Anyway, comments on Amazon and/or Newegg about using the G5+ on Fi state that
it works but that calls can only be made on the T-Mobile network. IIRC -- this
wasn't a factor, for me, so I didn't make a mental note to self to
particularly remember that detail.

------
adventured
Pretty straight-forward submarine here.

The article is overloaded with gonna and might and could be and by end of x
date. And then of course the not subtle money revs. Whatever PR firm put
together this submarine, made them sound desperate:

"The Los Angeles company says its emergence over the last six years has led"
... "a near-acqusition for as much as $450 million"

"The company is reviewing a previously undisclosed acquisition offer, but
discussions are continuing about potentially going public next year."

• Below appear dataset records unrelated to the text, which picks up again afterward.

use tracing_subscriber::EnvFilter;

/// Crate targets that should receive log output: the `chinese_days` library
/// (conversion, solar term and festival spans) and this binary, whose target
/// is the same crate name.
const CRATE_TARGETS: &[&str] = &["chinese_days"];

/// Filter directives for the crate targets at a CLI verbosity level.
///
/// Mapping:
/// - 0 (none) -> warn
/// - 1 (-v)   -> info
/// - 2 (-vv)  -> debug
/// - 3+ (-vvv)-> trace
fn default_filter(verbosity: u8) -> String {
    let level = match verbosity {
        0 => "warn",
        1 => "info",
        2 => "debug",
        _ => "trace",
    };
    CRATE_TARGETS
        .iter()
        .map(|t| format!("{t}={level}"))
        .collect::<Vec<_>>()
        .join(",")
}

/// Initialize tracing on stderr, keeping stdout for JSON results.
///
/// `RUST_LOG` env var overrides the CLI flag if set.
pub fn init(verbosity: u8) {
    let filter = EnvFilter::try_from_default_env()
        .unwrap_or_else(|_| EnvFilter::new(default_filter(verbosity)));

    tracing_subscriber::fmt()
        .with_env_filter(filter)
        .with_writer(std::io::stderr)
        .init();
}

#[cfg(test)]
mod tests {
    use super::*;

    #[test]
    fn filter_per_verbosity() {
        for (verbosity, std) in [
            (0, "chinese_days=warn"),
            (1, "chinese_days=info"),
            (2, "chinese_days=debug"),
            (3, "chinese_days=trace"),
            (9, "chinese_days=trace"),
        ] {
            assert_eq!(std, default_filter(verbosity));
        }
    }
}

"A near-bankrupt FreedomPop was hours away from selling to Sprint in 2015 when
a new $30-million investment came in from venture capitalists. Stokols isn’t
in a cash crunch this time around."

"Investors are equivocal about when to sell, saying that they’ll weigh any
offers, like the one on the table now, but that they generally want to see the
company remain independent for some time."

"If they hold out, investors could turn into potential acquirers." (har har,
nice fake spin by the PR firm on trying to project power)

So what you're really saying is: you want to sell (soon!), you're going to hit
a money crunch because the business has no margin and it's very expensive to
compete (but we could IPO any minute now, so you better buy us first), your
investors are worried (we like putting more money into a red ink machine that
nearly went under before), you're fake-touting strength when you're actually
not in that position at all (we might buy the entire telecom industry!), and
everything you might accomplish is forecast to x date into the future (when
you hope to have already sold, so the cash burning 'business' is a problem for
someone else).

Want to know what this really is? History rhymes. It's PeoplePC from the
dotcom bubble.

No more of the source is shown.